-- Supplied material follows --

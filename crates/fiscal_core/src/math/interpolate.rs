//! Piecewise linear interpolation over a sorted threshold table.

use crate::types::InterpolationError;
use num_traits::Float;

/// Piecewise linear interpolator over strictly increasing x-coordinates.
///
/// This is the mechanism behind interpolated R-Factor split tables and the
/// trailing-average price basis: both are ordered `(threshold, value)`
/// tables queried with a scalar. Outside the table domain the interpolator
/// **clamps** to the boundary value rather than extrapolating: a contractor
/// share must stay within `[min_pct, max_pct]` no matter how far R runs past
/// the last threshold.
///
/// # Type Parameters
///
/// * `T` - Floating-point type (e.g., `f64`)
///
/// # Example
///
/// ```
/// use fiscal_core::math::interpolate::LinearInterpolator;
///
/// // Contractor share sliding from 60% at R=1.0 to 40% at R=2.0
/// let interp = LinearInterpolator::new(&[1.0f64, 2.0], &[0.60, 0.40]).unwrap();
/// assert!((interp.eval(1.5) - 0.50).abs() < 1e-12);
/// // Clamped outside the table
/// assert_eq!(interp.eval(0.2), 0.60);
/// assert_eq!(interp.eval(9.0), 0.40);
/// ```
#[derive(Debug, Clone)]
pub struct LinearInterpolator<T: Float> {
    /// Strictly increasing x-coordinates
    xs: Vec<T>,
    /// Corresponding y-values
    ys: Vec<T>,
}

impl<T: Float> LinearInterpolator<T> {
    /// Construct an interpolator from x and y data points.
    ///
    /// Unlike a general-purpose interpolator this constructor does not sort:
    /// threshold tables are required to be strictly increasing as supplied,
    /// and a misordered table is a regime-definition defect the caller must
    /// see, not a reorderable input.
    ///
    /// # Returns
    ///
    /// * `Ok(LinearInterpolator)` on success
    /// * `Err(InterpolationError::MismatchedLengths)` if slice lengths differ
    /// * `Err(InterpolationError::InsufficientData)` if fewer than 1 point
    /// * `Err(InterpolationError::NonIncreasing)` if xs are not strictly
    ///   increasing
    pub fn new(xs: &[T], ys: &[T]) -> Result<Self, InterpolationError> {
        if xs.len() != ys.len() {
            return Err(InterpolationError::MismatchedLengths {
                xs: xs.len(),
                ys: ys.len(),
            });
        }
        if xs.is_empty() {
            return Err(InterpolationError::InsufficientData { got: 0, need: 1 });
        }
        for i in 1..xs.len() {
            if xs[i] <= xs[i - 1] {
                return Err(InterpolationError::NonIncreasing { index: i });
            }
        }
        Ok(Self {
            xs: xs.to_vec(),
            ys: ys.to_vec(),
        })
    }

    /// Returns the valid x-domain `(min, max)`.
    #[inline]
    pub fn domain(&self) -> (T, T) {
        (self.xs[0], self.xs[self.xs.len() - 1])
    }

    /// Returns the number of data points.
    #[inline]
    pub fn len(&self) -> usize {
        self.xs.len()
    }

    /// Returns true if the interpolator has no data points.
    /// Never true for a constructed interpolator.
    #[inline]
    pub fn is_empty(&self) -> bool {
        self.xs.is_empty()
    }

    /// Evaluate at `x`, clamping outside the domain.
    ///
    /// Inside the domain: `y = y0 + (y1 - y0) * (x - x0) / (x1 - x0)` over
    /// the bracketing segment, found by binary search.
    pub fn eval(&self, x: T) -> T {
        let n = self.xs.len();
        if x <= self.xs[0] {
            return self.ys[0];
        }
        if x >= self.xs[n - 1] {
            return self.ys[n - 1];
        }

        // partition_point returns the index where the predicate turns false
        let pos = self.xs.partition_point(|&xi| xi <= x);
        let i = pos - 1; // xs[i] <= x < xs[i+1], with i in [0, n-2]

        let (x0, x1) = (self.xs[i], self.xs[i + 1]);
        let (y0, y1) = (self.ys[i], self.ys[i + 1]);
        y0 + (y1 - y0) * (x - x0) / (x1 - x0)
    }

    /// Index of the bracketing segment for `x`, clamped to `[0, n-1]`.
    ///
    /// Split-table audit records cite which bracket produced a share, so the
    /// selection must be reproducible alongside the value itself.
    pub fn bracket_index(&self, x: T) -> usize {
        let n = self.xs.len();
        if x < self.xs[0] {
            return 0;
        }
        let pos = self.xs.partition_point(|&xi| xi <= x);
        pos.saturating_sub(1).min(n - 1)
    }
}

#[cfg(test)]
mod tests {
    use super::*;
    use approx::assert_relative_eq;

    #[test]
    fn test_midpoint() {
        let interp = LinearInterpolator::new(&[0.0, 1.0, 2.0], &[0.0, 2.0, 4.0]).unwrap();
        assert_relative_eq!(interp.eval(0.5), 1.0);
        assert_relative_eq!(interp.eval(1.5), 3.0);
    }

    #[test]
    fn test_knot_points() {
        let interp = LinearInterpolator::new(&[0.0, 1.0, 2.0], &[1.0, 3.0, 9.0]).unwrap();
        assert_relative_eq!(interp.eval(0.0), 1.0);
        assert_relative_eq!(interp.eval(1.0), 3.0);
        assert_relative_eq!(interp.eval(2.0), 9.0);
    }

    #[test]
    fn test_clamping() {
        let interp = LinearInterpolator::new(&[1.0, 2.0], &[0.6, 0.4]).unwrap();
        assert_relative_eq!(interp.eval(-5.0), 0.6);
        assert_relative_eq!(interp.eval(100.0), 0.4);
    }

    #[test]
    fn test_single_point_is_constant() {
        let interp = LinearInterpolator::new(&[1.0], &[0.5]).unwrap();
        assert_relative_eq!(interp.eval(0.0), 0.5);
        assert_relative_eq!(interp.eval(1.0), 0.5);
        assert_relative_eq!(interp.eval(2.0), 0.5);
    }

    #[test]
    fn test_non_increasing_rejected() {
        let result = LinearInterpolator::new(&[0.0, 1.0, 1.0], &[0.0, 1.0, 2.0]);
        assert!(matches!(
            result,
            Err(InterpolationError::NonIncreasing { index: 2 })
        ));
    }

    #[test]
    fn test_mismatched_lengths_rejected() {
        let result = LinearInterpolator::new(&[0.0, 1.0], &[0.0]);
        assert!(matches!(
            result,
            Err(InterpolationError::MismatchedLengths { xs: 2, ys: 1 })
        ));
    }

    #[test]
    fn test_bracket_index() {
        let interp = LinearInterpolator::new(&[1.0, 1.5, 2.5], &[0.7, 0.6, 0.4]).unwrap();
        assert_eq!(interp.bracket_index(0.5), 0);
        assert_eq!(interp.bracket_index(1.2), 0);
        assert_eq!(interp.bracket_index(1.5), 1);
        assert_eq!(interp.bracket_index(2.0), 1);
        assert_eq!(interp.bracket_index(3.0), 2);
    }
}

-- Supplied material concluded --

§ **Task directions**
If a line of the data contains "tables", copy it out.

§ **Answer area**
/// This is the mechanism behind interpolated R-Factor split tables and the
/// tables queried with a scalar. Outside the table domain the interpolator
    /// threshold tables are required to be strictly increasing as supplied,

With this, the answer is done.